I have often heard some scientists who also believe in God say that science will attempt to tell us how something happens but religion will tell us why. Here is Professor John Polkinghorne who has won heaps of awards including membership in Britain’s Royal Society, one of the highest honors that can be bestowed on a scientist. He is also an Anglican priest.
God vs. Science
Science and religion are not mutually exclusive, Polkinghorne argues. In fact, both are necessary to our understanding of the world.
“Science asks how things happen. But there are questions of meaning and value and purpose which science does not address.
Religion asks why. And it is my belief that we can and should ask both questions about the same event.”
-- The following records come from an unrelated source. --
impl Folder<'_> {
    fn stmts(&mut self, stmts: &mut [JsStmt]) -> Result<(), CoreError> {
        for stmt in stmts {
            self.stmt(stmt)?;
        }
        Ok(())
    }

    fn stmt(&mut self, stmt: &mut JsStmt) -> Result<(), CoreError> {
        match stmt {
            JsStmt::Block(stmts) => self.stmts(stmts)?,
            JsStmt::Expr(expr) | JsStmt::Throw(expr) => self.expr(expr)?,
            JsStmt::Vars(vars) => {
                for var in vars {
                    if let Some(init) = &mut var.init {
                        self.expr(init)?;
                    }
                }
            }
            JsStmt::If {
                test,
                then_stmt,
                else_stmt,
            } => {
                self.expr(test)?;
                self.stmt(then_stmt)?;
                if let Some(else_stmt) = else_stmt {
                    self.stmt(else_stmt)?;
                }
                if let Some(taken) = test.as_literal().and_then(truthiness) {
                    let event = self.logger.start(FOLD, &["rule", "if"])?;
                    if let JsStmt::If {
                        then_stmt,
                        else_stmt,
                        ..
                    } = mem::replace(stmt, JsStmt::Empty)
                    {
                        let (kept, dropped) = if taken {
                            (*then_stmt, else_stmt)
                        } else {
                            (else_stmt.map_or(JsStmt::Empty, |s| *s), Some(then_stmt))
                        };
                        let mut hoisted = Vec::new();
                        if let Some(dropped) = &dropped {
                            var_names(dropped, &mut hoisted);
                        }
                        *stmt = with_declarations(kept, hoisted);
                    }
                    self.folds += 1;
                    event.end(&[])?;
                }
            }
            JsStmt::While { test, body } | JsStmt::DoWhile { body, test } => {
                self.expr(test)?;
                self.stmt(body)?;
            }
            JsStmt::For {
                init,
                test,
                update,
                body,
            } => {
                match init {
                    Some(ForInit::Vars(vars)) => {
                        for var in vars {
                            if let Some(init) = &mut var.init {
                                self.expr(init)?;
                            }
                        }
                    }
                    Some(ForInit::Expr(expr)) => self.expr(expr)?,
                    None => {}
                }
                if let Some(test) = test {
                    self.expr(test)?;
                }
                if let Some(update) = update {
                    self.expr(update)?;
                }
                self.stmt(body)?;
            }
            JsStmt::ForIn { object, body, .. } => {
                self.expr(object)?;
                self.stmt(body)?;
            }
            JsStmt::Switch {
                discriminant,
                members,
            } => {
                self.expr(discriminant)?;
                for member in members {
                    match member {
                        SwitchMember::Case { test, body } => {
                            self.expr(test)?;
                            self.stmts(body)?;
                        }
                        SwitchMember::Default { body } => self.stmts(body)?,
                    }
                }
            }
            JsStmt::Return(value) => {
                if let Some(value) = value {
                    self.expr(value)?;
                }
            }
            JsStmt::Try {
                body,
                catch,
                finally,
            } => {
                self.stmts(body)?;
                if let Some(catch) = catch {
                    self.stmts(&mut catch.body)?;
                }
                if let Some(finally) = finally {
                    self.stmts(finally)?;
                }
            }
            JsStmt::Label { body, .. } => self.stmt(body)?,
            JsStmt::Break(_) | JsStmt::Continue(_) | JsStmt::Empty => {}
        }
        Ok(())
    }

    fn expr(&mut self, expr: &mut JsExpr) -> Result<(), CoreError> {
        match expr {
            JsExpr::Binary { lhs, rhs, .. } => {
                self.expr(lhs)?;
                self.expr(rhs)?;
            }
            JsExpr::Prefix { arg, .. } | JsExpr::Postfix { arg, .. } => self.expr(arg)?,
            JsExpr::Conditional {
                test,
                then_expr,
                else_expr,
            } => {
                self.expr(test)?;
                self.expr(then_expr)?;
                self.expr(else_expr)?;
            }
            JsExpr::NameRef { qualifier, .. } => {
                if let Some(qualifier) = qualifier {
                    self.expr(qualifier)?;
                }
            }
            JsExpr::Invocation { callee: target, args } | JsExpr::New { ctor: target, args } => {
                self.expr(target)?;
                for arg in args {
                    self.expr(arg)?;
                }
            }
            JsExpr::ArrayAccess { array, index } => {
                self.expr(array)?;
                self.expr(index)?;
            }
            JsExpr::ArrayLiteral(items) => {
                for item in items {
                    self.expr(item)?;
                }
            }
            JsExpr::ObjectLiteral(props) => {
                for prop in props {
                    self.expr(&mut prop.value)?;
                }
            }
            JsExpr::Function(function) => self.stmts(&mut function.body)?,
            JsExpr::Literal(_) | JsExpr::This => return Ok(()),
        }

        let taken = mem::replace(expr, JsExpr::This);
        match fold(taken) {
            Outcome::Folded { expr: folded, rule } => {
                let event = self.logger.start(FOLD, &["rule", rule])?;
                *expr = folded;
                self.folds += 1;
                event.end(&[])?;
            }
            Outcome::Kept(original) => *expr = original,
        }
        Ok(())
    }
}

/// Names a `var` inside `stmt` declares for its enclosing function.
/// Function expressions have their own scope and are not entered.
fn var_names(stmt: &JsStmt, out: &mut Vec<String>) {
    let declare = |name: &str, out: &mut Vec<String>| {
        if !out.iter().any(|known| known == name) {
            out.push(name.to_string());
        }
    };
    match stmt {
        JsStmt::Vars(vars) => {
            for var in vars {
                declare(&var.name, out);
            }
        }
        JsStmt::Block(stmts) => stmts.iter().for_each(|stmt| var_names(stmt, out)),
        JsStmt::If {
            then_stmt,
            else_stmt,
            ..
        } => {
            var_names(then_stmt, out);
            if let Some(else_stmt) = else_stmt {
                var_names(else_stmt, out);
            }
        }
        JsStmt::For { init, body, .. } => {
            if let Some(ForInit::Vars(vars)) = init {
                for var in vars {
                    declare(&var.name, out);
                }
            }
            var_names(body, out);
        }
        JsStmt::ForIn { var, body, .. } => {
            declare(var, out);
            var_names(body, out);
        }
        JsStmt::While { body, .. } | JsStmt::DoWhile { body, .. } | JsStmt::Label { body, .. } => {
            var_names(body, out)
        }
        JsStmt::Switch { members, .. } => {
            for member in members {
                let (SwitchMember::Case { body, .. } | SwitchMember::Default { body }) = member;
                body.iter().for_each(|stmt| var_names(stmt, out));
            }
        }
        JsStmt::Try {
            body,
            catch,
            finally,
        } => {
            let catch_body = catch.iter().flat_map(|catch| catch.body.iter());
            let finally_body = finally.iter().flatten();
            for stmt in body.iter().chain(catch_body).chain(finally_body) {
                var_names(stmt, out);
            }
        }
        JsStmt::Expr(_)
        | JsStmt::Break(_)
        | JsStmt::Continue(_)
        | JsStmt::Return(_)
        | JsStmt::Throw(_)
        | JsStmt::Empty => {}
    }
}

/// `kept`, preceded by initializer-free declarations of `names`.
fn with_declarations(kept: JsStmt, names: Vec<String>) -> JsStmt {
    if names.is_empty() {
        return kept;
    }
    let declarations = JsStmt::Vars(
        names
            .into_iter()
            .map(|name| JsVar { name, init: None })
            .collect(),
    );
    match kept {
        JsStmt::Empty => declarations,
        kept => JsStmt::Block(vec![declarations, kept]),
    }
}

/// A property reference. Moving one out of `(0, a.f)()` or `(x && a.f)()`
/// would change the `this` of the call.
fn is_property_reference(expr: &JsExpr) -> bool {
    matches!(
        expr,
        JsExpr::NameRef {
            qualifier: Some(_),
            ..
        } | JsExpr::ArrayAccess { .. }
    )
}

fn fold(expr: JsExpr) -> Outcome {
    match expr {
        JsExpr::Binary { op, lhs, rhs } => {
            if let (JsExpr::Literal(a), JsExpr::Literal(b)) = (lhs.as_ref(), rhs.as_ref()) {
                if let Some(result) = fold_binary(op, a, b) {
                    return Outcome::Folded {
                        expr: JsExpr::Literal(result),
                        rule: op.symbol(),
                    };
                }
            }
            if matches!(op, BinaryOp::And | BinaryOp::Or) {
                if let Some(truthy) = lhs.as_literal().and_then(truthiness) {
                    // `&&` keeps a falsy left side, `||` a truthy one
                    let keep_left = truthy == (op == BinaryOp::Or);
                    if keep_left || !is_property_reference(&rhs) {
                        return Outcome::Folded {
                            expr: if keep_left { *lhs } else { *rhs },
                            rule: op.symbol(),
                        };
                    }
                }
            }
            if op == BinaryOp::Comma && !lhs.has_side_effects() && !is_property_reference(&rhs) {
                return Outcome::Folded {
                    expr: *rhs,
                    rule: op.symbol(),
                };
            }
            Outcome::Kept(JsExpr::Binary { op, lhs, rhs })
        }
        JsExpr::Prefix {
            op: UnaryOp::Not,
            arg,
        } => match arg.as_literal().and_then(truthiness) {
            Some(truthy) => Outcome::Folded {
                expr: JsExpr::boolean(!truthy),
                rule: "!",
            },
            None => Outcome::Kept(JsExpr::Prefix {
                op: UnaryOp::Not,
                arg,
            }),
        },
        JsExpr::Conditional {
            test,
            then_expr,
            else_expr,
        } => match test.as_literal().and_then(truthiness) {
            Some(truthy) => Outcome::Folded {
                expr: if truthy { *then_expr } else { *else_expr },
                rule: "?:",
            },
            None => Outcome::Kept(JsExpr::Conditional {
                test,
                then_expr,
                else_expr,
            }),
        },
        other => Outcome::Kept(other),
    }
}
As a for-instance, Polkinghorne points to the homey phenomenon of a tea kettle boiling merrily on the stove. “Science tells us that burning gas heats the water and makes the kettle boil,” he says. But science doesn’t explain the “why” question. “The kettle is boiling because I want to make a cup of tea; would you like some?
“I don’t have to choose between the answers to those questions,” declares Polkinghorne. “In fact, in order to understand the mysterious event of the boiling kettle, I need both those kinds of answers to tell me what’s going on.
So I need the insights of science and the insights of religion if I’m to understand the rich and many-layered world in which we live.”
Seeing the world from both the perspective of science and the perspective of religion is something Polkinghorne describes as seeing the world with “two eyes instead of one.” He explains: “Seeing the world with two eyes—having binocular vision—enables me to understand more than I could with either eye on its own.”